David clung for a moment longer, then as Brave Wolf leaned away, the child looked into his mother’s eyes. “Mama, I never let myself forget you, your love, the prettiness of your smile and eyes,” he said, tears streaming down his cheeks. “Mama, I knew that I would see you again.”
He lowered his eyes, then looked into hers again. “Mama, I remembered the prayer I said each night back at our home in Kentucky and I prayed that same prayer often, hoping I would find you when I became a great warrior who could travel far and wide to search for you,” he said. “But Brave Wolf, who I now know is your husband, found you for me.”
“We were hunting,” Brave Wolf said. He placed a gentle hand on the child’s shoulder. “Two Cheyenne warriors, one a powerful chief, joined our hunt. While we were becoming acquainted, I told him about you and that you were white. The chief told me about his adopted son, who is also white. I asked how he came to have the child, and for his description. It was moments later that I knew I had found David. And just as I thought it, the warrior spoke David’s name to me, as his name was before he gave him the Cheyenne name Lone Bear.”
“Lone Bear . . .” Mary Beth said, framing David’s tanned face between her hands. “My son . . . Lone Bear.”
She slowly looked at her son, up and down, smiling at how healthy and tan he was. She could hardly believe that he was there for her to love and touch forever and ever!
Then her eyes went to a warrior who came up beside Brave Wolf.
Brave Wolf placed an arm around the warrior’s shoulder. “This is Black Feather, who has fathered Lone Bear since the day he rescued him from a band of renegades,” he explained. He nodded from Black Feather to Mary Beth.
“Black Feather, this is Mary Beth, my wife,” he said, pride in his eyes and voice. “This is Lone Bear’s mother. Is not she as beautiful as I described her to you?”
Black Feather smiled and nodded. “Ah-hah, yes, and even more,” he said. He reached a hand out to Mary Beth. “It is good to finally meet the mother of my son Lone Bear.”
Mary Beth hesitated.
Her smile waned.
She didn’t like the way this warrior still spoke about David as though he were his . . . his to keep.

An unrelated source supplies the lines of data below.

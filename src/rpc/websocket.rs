//! WebSocket upgrade and session tasks

use std::time::Instant;

use tracing::{debug, info};

use super::{HttpServerConnection, WebSocketSession};
use crate::engine::{EngineContext, Execute, TaskStatus};
use crate::error::{EngineError, NetworkErrorKind, Result};
use crate::types::Cuid;

/// Sends the `101 Switching Protocols` response, then hands the socket to
/// a [`WebSocketInteractionTask`] under the same cuid
pub struct WebSocketResponseTask {
    cuid: Cuid,
    connection: Option<Box<dyn HttpServerConnection>>,
    started: Option<Instant>,
    handed_off: bool,
}

impl WebSocketResponseTask {
    pub fn new(cuid: Cuid, connection: Box<dyn HttpServerConnection>) -> Self {
        Self {
            cuid,
            connection: Some(connection),
            started: None,
            handed_off: false,
        }
    }
}

impl Execute for WebSocketResponseTask {
    fn cuid(&self) -> Cuid {
        self.cuid
    }

    fn name(&self) -> &'static str {
        "WebSocketResponse"
    }

    fn execute(&mut self, cx: &mut EngineContext) -> Result<TaskStatus> {
        if cx.is_halt_requested() {
            return Ok(TaskStatus::Finished);
        }
        let now = cx.now();
        let started = *self.started.get_or_insert(now);
        let timeout = cx.config().timeout();
        if now.saturating_duration_since(started) >= timeout {
            return Err(EngineError::network(
                NetworkErrorKind::Timeout,
                "WebSocket upgrade response not sent in time",
            ));
        }

        let Some(connection) = self.connection.as_mut() else {
            return Ok(TaskStatus::Finished);
        };
        if !connection.send_response()? {
            return Ok(TaskStatus::Continue);
        }

        if let Some(connection) = self.connection.take() {
            let session = connection.into_websocket();
            cx.spawn(WebSocketInteractionTask::new(self.cuid, session));
            self.handed_off = true;
            info!("#{} WebSocket session established", self.cuid);
        }
        Ok(TaskStatus::Finished)
    }

    fn release(&mut self, cx: &mut EngineContext) {
        // The interaction task now owns the cuid and its registrations
        if self.handed_off {
            return;
        }
        if let Some(connection) = self.connection.as_mut() {
            connection.deregister(cx.reactor_mut());
        }
        cx.reactor_mut().forget_task(self.cuid);
    }
}

/// Drives a WebSocket session until it closes or the engine halts
pub struct WebSocketInteractionTask {
    cuid: Cuid,
    session: Box<dyn WebSocketSession>,
}

impl WebSocketInteractionTask {
    pub fn new(cuid: Cuid, session: Box<dyn WebSocketSession>) -> Self {
        Self { cuid, session }
    }
}

impl Execute for WebSocketInteractionTask {
    fn cuid(&self) -> Cuid {
        self.cuid
    }

    fn name(&self) -> &'static str {
        "WebSocketInteraction"
    }

    fn execute(&mut self, cx: &mut EngineContext) -> Result<TaskStatus> {
        if cx.is_halt_requested() {
            return Ok(TaskStatus::Finished);
        }
        self.session.receive()?;
        self.session.send()?;
        if self.session.is_closed() {
            debug!("#{} WebSocket session closed", self.cuid);
            return Ok(TaskStatus::Finished);
        }
        Ok(TaskStatus::Continue)
    }

    fn deadline(&self, cx: &EngineContext) -> Option<Instant> {
        self.session.wants_write().then(|| cx.now())
    }

    fn release(&mut self, cx: &mut EngineContext) {
        self.session.deregister(cx.reactor_mut());
        cx.reactor_mut().forget_task(self.cuid);
    }
}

“I see that what I have said put alarm into your eyes,” Black Feather said, slowly lowering his hand to his side. “Although I still refer to Lone Bear as my son, I know that in truth he is yours, and that I must say farewell to him today. It is my wife, who is barren, who will find it difficult to accept this reality. He has become everything to my wife . . . and to me.”

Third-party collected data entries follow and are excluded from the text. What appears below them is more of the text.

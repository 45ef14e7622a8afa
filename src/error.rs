//! Typed error hierarchy for tandem-dl
//!
//! Every error carries enough context to decide whether it is fatal to a
//! datagram, a connection, or a whole download.

use std::fmt;
use std::path::PathBuf;

use serde::{Deserialize, Serialize};
use thiserror::Error;

use crate::types::GroupId;

/// Main error type for the download engine
#[derive(Debug, Error)]
pub enum EngineError {
    /// Network-related errors (connection, timeout, send/receive)
    #[error("Network error: {message}")]
    Network {
        kind: NetworkErrorKind,
        message: String,
        retryable: bool,
    },

    /// Malformed or policy-violating wire input; fatal to the connection
    #[error("Protocol error: {message}")]
    Protocol {
        kind: ProtocolErrorKind,
        message: String,
    },

    /// Download-fatal condition, reported in the final download result
    #[error("Download aborted ({code}): {message}")]
    Abort { code: ErrorCode, message: String },

    /// Storage/filesystem errors
    #[error("Storage error at {path:?}: {message}")]
    Storage {
        kind: StorageErrorKind,
        path: PathBuf,
        message: String,
    },

    /// Invalid input from the caller
    #[error("Invalid input for '{field}': {message}")]
    InvalidInput {
        field: &'static str,
        message: String,
    },

    /// Download not found
    #[error("Download not found: {0}")]
    NotFound(GroupId),

    /// Invalid state transition
    #[error("Invalid state: cannot {action} while {current_state}")]
    InvalidState {
        action: &'static str,
        current_state: String,
    },

    /// Engine is shutting down
    #[error("Engine is shutting down")]
    Shutdown,

    /// Internal error (bug)
    #[error("Internal error: {0}")]
    Internal(String),
}

/// Network error subtypes
#[derive(Debug, Clone, Copy, PartialEq, Eq)]
pub enum NetworkErrorKind {
    /// Connection refused
    ConnectionRefused,
    /// Connection reset or closed early
    ConnectionReset,
    /// Operation timed out
    Timeout,
    /// Socket send failed
    Send,
    /// Socket receive failed
    Receive,
    /// Server not reachable
    Unreachable,
    /// Other network error
    Other,
}

/// Storage error subtypes
#[derive(Debug, Clone, Copy, PartialEq, Eq)]
pub enum StorageErrorKind {
    /// File/directory not found
    NotFound,
    /// Permission denied
    PermissionDenied,
    /// Write outside the allocated length
    OutOfRange,
    /// I/O error
    Io,
}

/// Protocol error subtypes
#[derive(Debug, Clone, Copy, PartialEq, Eq)]
pub enum ProtocolErrorKind {
    /// Invalid URL
    InvalidUrl,
    /// Bencode parsing error
    BencodeParse,
    /// Malformed KRPC message
    Krpc,
    /// UDP tracker packet error
    UdpTracker,
    /// BitTorrent extension message error
    ExtensionMessage,
    /// Peer Exchange (PEX) error
    PexError,
    /// Metadata exchange error (BEP 9)
    MetadataError,
}

/// Final result code of a download
#[derive(Debug, Clone, Copy, PartialEq, Eq, Hash, Serialize, Deserialize)]
#[serde(rename_all = "snake_case")]
pub enum ErrorCode {
    Finished,
    UnknownError,
    TimeOut,
    ResourceNotFound,
    MaxFileNotFound,
    NetworkProblem,
    InProgress,
    CannotResume,
    FilenameMismatch,
    LengthMismatch,
    ChecksumError,
    BencodeParseError,
    Removed,
}

impl ErrorCode {
    /// Numeric exit status for this code
    pub fn as_u8(self) -> u8 {
        match self {
            Self::Finished => 0,
            Self::UnknownError => 1,
            Self::TimeOut => 2,
            Self::ResourceNotFound => 3,
            Self::MaxFileNotFound => 4,
            Self::NetworkProblem => 6,
            Self::InProgress => 7,
            Self::CannotResume => 8,
            Self::FilenameMismatch => 13,
            Self::LengthMismatch => 14,
            Self::ChecksumError => 32,
            Self::BencodeParseError => 26,
            Self::Removed => 31,
        }
    }
}

impl fmt::Display for ErrorCode {
    fn fmt(&self, f: &mut fmt::Formatter<'_>) -> fmt::Result {
        let name = match self {
            Self::Finished => "finished",
            Self::UnknownError => "unknown error",
            Self::TimeOut => "timeout",
            Self::ResourceNotFound => "resource not found",
            Self::MaxFileNotFound => "too many resources not found",
            Self::NetworkProblem => "network problem",
            Self::InProgress => "in progress",
            Self::CannotResume => "cannot resume",
            Self::FilenameMismatch => "filename mismatch",
            Self::LengthMismatch => "length mismatch",
            Self::ChecksumError => "checksum error",
            Self::BencodeParseError => "bencode parse error",
            Self::Removed => "removed",
        };
        write!(f, "{} {}", self.as_u8(), name)
    }
}

impl EngineError {
    /// Check if this error is retryable
    pub fn is_retryable(&self) -> bool {
        match self {
            Self::Network { retryable, .. } => *retryable,
            Self::Storage { kind, .. } => matches!(kind, StorageErrorKind::Io),
            Self::Protocol { kind, .. } => matches!(kind, ProtocolErrorKind::UdpTracker),
            _ => false,
        }
    }

    /// Result code this error maps to when it ends a download
    pub fn error_code(&self) -> ErrorCode {
        match self {
            Self::Abort { code, .. } => *code,
            Self::Network {
                kind: NetworkErrorKind::Timeout,
                ..
            } => ErrorCode::TimeOut,
            Self::Network { .. } => ErrorCode::NetworkProblem,
            Self::Storage {
                kind: StorageErrorKind::NotFound,
                ..
            } => ErrorCode::ResourceNotFound,
            Self::Protocol {
                kind: ProtocolErrorKind::BencodeParse,
                ..
            } => ErrorCode::BencodeParseError,
            _ => ErrorCode::UnknownError,
        }
    }

    /// Create a network error
    pub fn network(kind: NetworkErrorKind, message: impl Into<String>) -> Self {
        let retryable = matches!(
            kind,
            NetworkErrorKind::Timeout
                | NetworkErrorKind::ConnectionReset
                | NetworkErrorKind::Unreachable
                | NetworkErrorKind::Send
                | NetworkErrorKind::Receive
        );
        Self::Network {
            kind,
            message: message.into(),
            retryable,
        }
    }

    /// Create a storage error
    pub fn storage(
        kind: StorageErrorKind,
        path: impl Into<PathBuf>,
        message: impl Into<String>,
    ) -> Self {
        Self::Storage {
            kind,
            path: path.into(),
            message: message.into(),
        }
    }

    /// Create a protocol error
    pub fn protocol(kind: ProtocolErrorKind, message: impl Into<String>) -> Self {
        Self::Protocol {
            kind,
            message: message.into(),
        }
    }

    /// Create a download-fatal abort error
    pub fn abort(code: ErrorCode, message: impl Into<String>) -> Self {
        Self::Abort {
            code,
            message: message.into(),
        }
    }

    /// Create an invalid input error
    pub fn invalid_input(field: &'static str, message: impl Into<String>) -> Self {
        Self::InvalidInput {
            field,
            message: message.into(),
        }
    }
}

/// Result type alias for engine operations
pub type Result<T> = std::result::Result<T, EngineError>;

impl From<std::io::Error> for EngineError {
    fn from(err: std::io::Error) -> Self {
        use std::io::ErrorKind;
        match err.kind() {
            ErrorKind::TimedOut | ErrorKind::WouldBlock => {
                Self::network(NetworkErrorKind::Timeout, err.to_string())
            }
            ErrorKind::ConnectionRefused => {
                Self::network(NetworkErrorKind::ConnectionRefused, err.to_string())
            }
            ErrorKind::ConnectionReset | ErrorKind::ConnectionAborted | ErrorKind::BrokenPipe => {
                Self::network(NetworkErrorKind::ConnectionReset, err.to_string())
            }
            ErrorKind::NotFound => Self::storage(StorageErrorKind::NotFound, "", err.to_string()),
            ErrorKind::PermissionDenied => {
                Self::storage(StorageErrorKind::PermissionDenied, "", err.to_string())
            }
            _ => Self::storage(StorageErrorKind::Io, "", err.to_string()),
        }
    }
}

impl From<url::ParseError> for EngineError {
    fn from(err: url::ParseError) -> Self {
        Self::Protocol {
            kind: ProtocolErrorKind::InvalidUrl,
            message: err.to_string(),
        }
    }
}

“But you will not ask for him to leave with you?” Mary Beth asked hopefully. “You truly give him back to me although it is obvious how much you want and love him?”
“It is only right that he be with his true mother,” Black Feather said. “He kept you alive inside his heart. He spoke of you often. We sent out many search parties for you but never found you.”